[Collected data]
┏━━

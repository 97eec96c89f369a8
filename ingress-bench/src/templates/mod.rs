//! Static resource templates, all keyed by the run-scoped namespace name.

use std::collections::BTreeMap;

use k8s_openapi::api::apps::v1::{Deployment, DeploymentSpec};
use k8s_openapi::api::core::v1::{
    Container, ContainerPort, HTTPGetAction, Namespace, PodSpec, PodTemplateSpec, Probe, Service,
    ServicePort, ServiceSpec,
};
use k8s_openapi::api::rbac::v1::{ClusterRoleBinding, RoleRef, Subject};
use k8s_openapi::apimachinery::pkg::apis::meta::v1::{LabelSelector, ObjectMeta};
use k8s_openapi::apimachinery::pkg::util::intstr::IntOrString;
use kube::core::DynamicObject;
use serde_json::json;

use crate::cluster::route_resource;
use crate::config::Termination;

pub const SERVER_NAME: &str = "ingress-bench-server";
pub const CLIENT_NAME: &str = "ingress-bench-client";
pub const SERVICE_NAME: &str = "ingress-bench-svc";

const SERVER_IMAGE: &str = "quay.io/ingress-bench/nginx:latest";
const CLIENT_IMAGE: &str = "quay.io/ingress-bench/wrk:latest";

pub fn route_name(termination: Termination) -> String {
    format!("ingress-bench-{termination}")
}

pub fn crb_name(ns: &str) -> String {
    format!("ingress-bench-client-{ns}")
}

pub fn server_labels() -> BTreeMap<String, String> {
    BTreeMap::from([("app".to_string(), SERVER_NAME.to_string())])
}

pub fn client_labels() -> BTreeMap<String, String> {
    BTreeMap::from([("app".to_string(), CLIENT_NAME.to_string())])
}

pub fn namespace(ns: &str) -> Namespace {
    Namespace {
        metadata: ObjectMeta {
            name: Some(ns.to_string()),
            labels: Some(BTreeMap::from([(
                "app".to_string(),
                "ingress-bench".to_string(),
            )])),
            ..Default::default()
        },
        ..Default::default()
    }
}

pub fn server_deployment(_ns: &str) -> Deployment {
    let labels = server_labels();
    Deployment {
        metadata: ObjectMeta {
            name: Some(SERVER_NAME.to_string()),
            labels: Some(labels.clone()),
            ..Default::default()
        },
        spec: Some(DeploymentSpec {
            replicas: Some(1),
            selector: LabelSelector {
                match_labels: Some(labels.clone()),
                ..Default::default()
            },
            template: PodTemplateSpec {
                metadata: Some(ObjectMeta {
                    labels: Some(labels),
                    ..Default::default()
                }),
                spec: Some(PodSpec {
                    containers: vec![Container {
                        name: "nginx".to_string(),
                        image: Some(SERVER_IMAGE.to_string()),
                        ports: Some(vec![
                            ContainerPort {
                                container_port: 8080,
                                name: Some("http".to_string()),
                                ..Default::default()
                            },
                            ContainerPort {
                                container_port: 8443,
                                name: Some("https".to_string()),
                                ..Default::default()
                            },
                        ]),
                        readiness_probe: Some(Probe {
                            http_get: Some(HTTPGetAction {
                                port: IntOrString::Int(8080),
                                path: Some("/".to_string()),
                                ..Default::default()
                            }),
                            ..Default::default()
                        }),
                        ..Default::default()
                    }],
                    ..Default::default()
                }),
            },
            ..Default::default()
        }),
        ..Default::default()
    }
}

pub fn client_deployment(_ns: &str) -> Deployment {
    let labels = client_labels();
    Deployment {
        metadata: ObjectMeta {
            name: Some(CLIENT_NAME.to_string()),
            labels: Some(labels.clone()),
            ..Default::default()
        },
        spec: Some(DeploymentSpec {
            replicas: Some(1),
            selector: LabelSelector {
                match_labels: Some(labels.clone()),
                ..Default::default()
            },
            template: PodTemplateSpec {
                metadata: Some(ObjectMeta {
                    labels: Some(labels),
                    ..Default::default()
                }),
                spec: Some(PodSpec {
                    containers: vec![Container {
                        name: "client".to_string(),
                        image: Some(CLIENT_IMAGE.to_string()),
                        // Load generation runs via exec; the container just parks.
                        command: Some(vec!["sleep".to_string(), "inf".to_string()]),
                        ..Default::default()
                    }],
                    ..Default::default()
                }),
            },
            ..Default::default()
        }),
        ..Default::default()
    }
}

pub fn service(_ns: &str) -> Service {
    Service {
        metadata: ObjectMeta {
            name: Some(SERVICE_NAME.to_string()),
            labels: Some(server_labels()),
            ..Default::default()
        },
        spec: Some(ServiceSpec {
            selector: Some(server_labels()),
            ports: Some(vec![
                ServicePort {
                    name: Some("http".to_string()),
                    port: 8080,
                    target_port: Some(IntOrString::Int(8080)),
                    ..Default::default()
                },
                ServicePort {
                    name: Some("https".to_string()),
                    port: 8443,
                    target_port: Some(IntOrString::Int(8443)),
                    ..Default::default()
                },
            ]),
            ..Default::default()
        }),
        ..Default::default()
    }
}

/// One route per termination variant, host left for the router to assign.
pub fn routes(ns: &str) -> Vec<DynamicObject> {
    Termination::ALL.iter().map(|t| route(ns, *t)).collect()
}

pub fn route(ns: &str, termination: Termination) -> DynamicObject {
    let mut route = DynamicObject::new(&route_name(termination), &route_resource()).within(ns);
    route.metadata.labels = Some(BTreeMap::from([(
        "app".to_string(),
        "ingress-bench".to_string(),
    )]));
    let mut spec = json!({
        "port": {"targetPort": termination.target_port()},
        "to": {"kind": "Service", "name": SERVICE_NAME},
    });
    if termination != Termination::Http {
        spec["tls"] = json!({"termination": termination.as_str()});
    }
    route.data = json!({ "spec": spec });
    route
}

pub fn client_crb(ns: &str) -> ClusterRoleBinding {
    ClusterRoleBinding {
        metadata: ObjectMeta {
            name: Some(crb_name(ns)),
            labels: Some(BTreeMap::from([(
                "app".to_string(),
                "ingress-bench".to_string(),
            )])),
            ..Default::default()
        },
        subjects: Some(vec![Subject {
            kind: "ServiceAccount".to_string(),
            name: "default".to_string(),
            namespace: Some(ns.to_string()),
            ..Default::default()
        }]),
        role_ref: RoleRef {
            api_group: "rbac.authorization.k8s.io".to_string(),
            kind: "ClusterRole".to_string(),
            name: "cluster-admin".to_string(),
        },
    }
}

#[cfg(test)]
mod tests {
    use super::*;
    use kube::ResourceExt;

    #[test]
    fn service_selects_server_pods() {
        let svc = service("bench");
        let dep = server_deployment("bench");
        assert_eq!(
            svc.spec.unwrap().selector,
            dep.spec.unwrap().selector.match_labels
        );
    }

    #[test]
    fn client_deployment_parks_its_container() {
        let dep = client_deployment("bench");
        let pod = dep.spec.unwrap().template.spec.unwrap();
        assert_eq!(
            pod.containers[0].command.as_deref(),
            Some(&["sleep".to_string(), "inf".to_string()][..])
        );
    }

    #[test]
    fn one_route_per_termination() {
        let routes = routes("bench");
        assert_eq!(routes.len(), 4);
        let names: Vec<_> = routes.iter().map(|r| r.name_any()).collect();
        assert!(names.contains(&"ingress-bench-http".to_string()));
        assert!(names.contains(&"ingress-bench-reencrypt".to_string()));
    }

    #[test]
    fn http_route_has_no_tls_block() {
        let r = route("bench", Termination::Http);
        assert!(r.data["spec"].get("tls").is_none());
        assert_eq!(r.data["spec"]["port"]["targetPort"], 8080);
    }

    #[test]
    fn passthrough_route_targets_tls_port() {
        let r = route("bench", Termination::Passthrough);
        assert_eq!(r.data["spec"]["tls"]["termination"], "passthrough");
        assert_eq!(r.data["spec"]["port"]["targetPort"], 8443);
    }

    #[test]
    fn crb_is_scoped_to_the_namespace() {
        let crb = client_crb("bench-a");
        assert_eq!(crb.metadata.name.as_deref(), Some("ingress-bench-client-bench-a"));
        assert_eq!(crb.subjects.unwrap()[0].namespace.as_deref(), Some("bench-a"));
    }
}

┗━━
┏━━

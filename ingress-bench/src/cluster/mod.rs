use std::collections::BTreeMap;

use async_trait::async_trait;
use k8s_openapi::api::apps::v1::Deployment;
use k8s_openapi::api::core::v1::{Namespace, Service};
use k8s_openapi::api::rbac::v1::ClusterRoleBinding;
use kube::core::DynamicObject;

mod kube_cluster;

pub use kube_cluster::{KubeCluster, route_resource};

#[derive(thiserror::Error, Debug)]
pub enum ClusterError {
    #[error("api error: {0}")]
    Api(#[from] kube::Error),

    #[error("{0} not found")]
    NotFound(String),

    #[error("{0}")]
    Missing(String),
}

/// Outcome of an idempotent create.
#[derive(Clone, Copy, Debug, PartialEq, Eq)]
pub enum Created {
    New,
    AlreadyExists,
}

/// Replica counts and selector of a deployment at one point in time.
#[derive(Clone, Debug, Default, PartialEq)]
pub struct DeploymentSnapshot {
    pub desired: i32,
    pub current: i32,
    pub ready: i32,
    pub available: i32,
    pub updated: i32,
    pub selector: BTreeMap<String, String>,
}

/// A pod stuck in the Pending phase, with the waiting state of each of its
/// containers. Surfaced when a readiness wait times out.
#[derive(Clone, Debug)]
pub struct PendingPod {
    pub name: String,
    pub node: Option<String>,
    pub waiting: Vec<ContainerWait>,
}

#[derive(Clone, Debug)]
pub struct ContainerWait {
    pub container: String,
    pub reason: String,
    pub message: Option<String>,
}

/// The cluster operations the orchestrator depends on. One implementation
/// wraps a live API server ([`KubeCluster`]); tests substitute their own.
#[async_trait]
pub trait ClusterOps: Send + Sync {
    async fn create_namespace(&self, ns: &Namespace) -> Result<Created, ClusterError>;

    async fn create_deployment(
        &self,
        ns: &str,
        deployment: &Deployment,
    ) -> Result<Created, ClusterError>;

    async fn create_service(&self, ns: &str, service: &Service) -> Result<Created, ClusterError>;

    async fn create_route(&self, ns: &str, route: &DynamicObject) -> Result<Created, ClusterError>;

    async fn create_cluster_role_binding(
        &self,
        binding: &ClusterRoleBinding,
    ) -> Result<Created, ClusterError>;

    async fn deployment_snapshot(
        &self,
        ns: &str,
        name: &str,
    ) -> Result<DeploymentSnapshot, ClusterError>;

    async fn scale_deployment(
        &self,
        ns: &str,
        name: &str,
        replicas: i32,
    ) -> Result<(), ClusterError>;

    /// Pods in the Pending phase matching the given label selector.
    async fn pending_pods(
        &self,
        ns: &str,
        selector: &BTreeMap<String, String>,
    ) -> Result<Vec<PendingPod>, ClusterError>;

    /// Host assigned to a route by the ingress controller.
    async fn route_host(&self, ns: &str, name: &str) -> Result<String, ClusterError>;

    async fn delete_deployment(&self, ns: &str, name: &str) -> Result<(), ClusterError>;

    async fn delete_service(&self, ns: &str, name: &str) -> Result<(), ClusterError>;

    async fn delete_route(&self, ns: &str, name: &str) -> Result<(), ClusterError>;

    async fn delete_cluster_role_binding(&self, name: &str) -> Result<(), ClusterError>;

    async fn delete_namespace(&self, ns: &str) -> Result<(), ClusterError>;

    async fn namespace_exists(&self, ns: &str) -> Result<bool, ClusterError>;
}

┗━━

If a line in the data above holds the string "ServiceSpec", report that line.

    ServicePort, ServiceSpec,
        spec: Some(ServiceSpec {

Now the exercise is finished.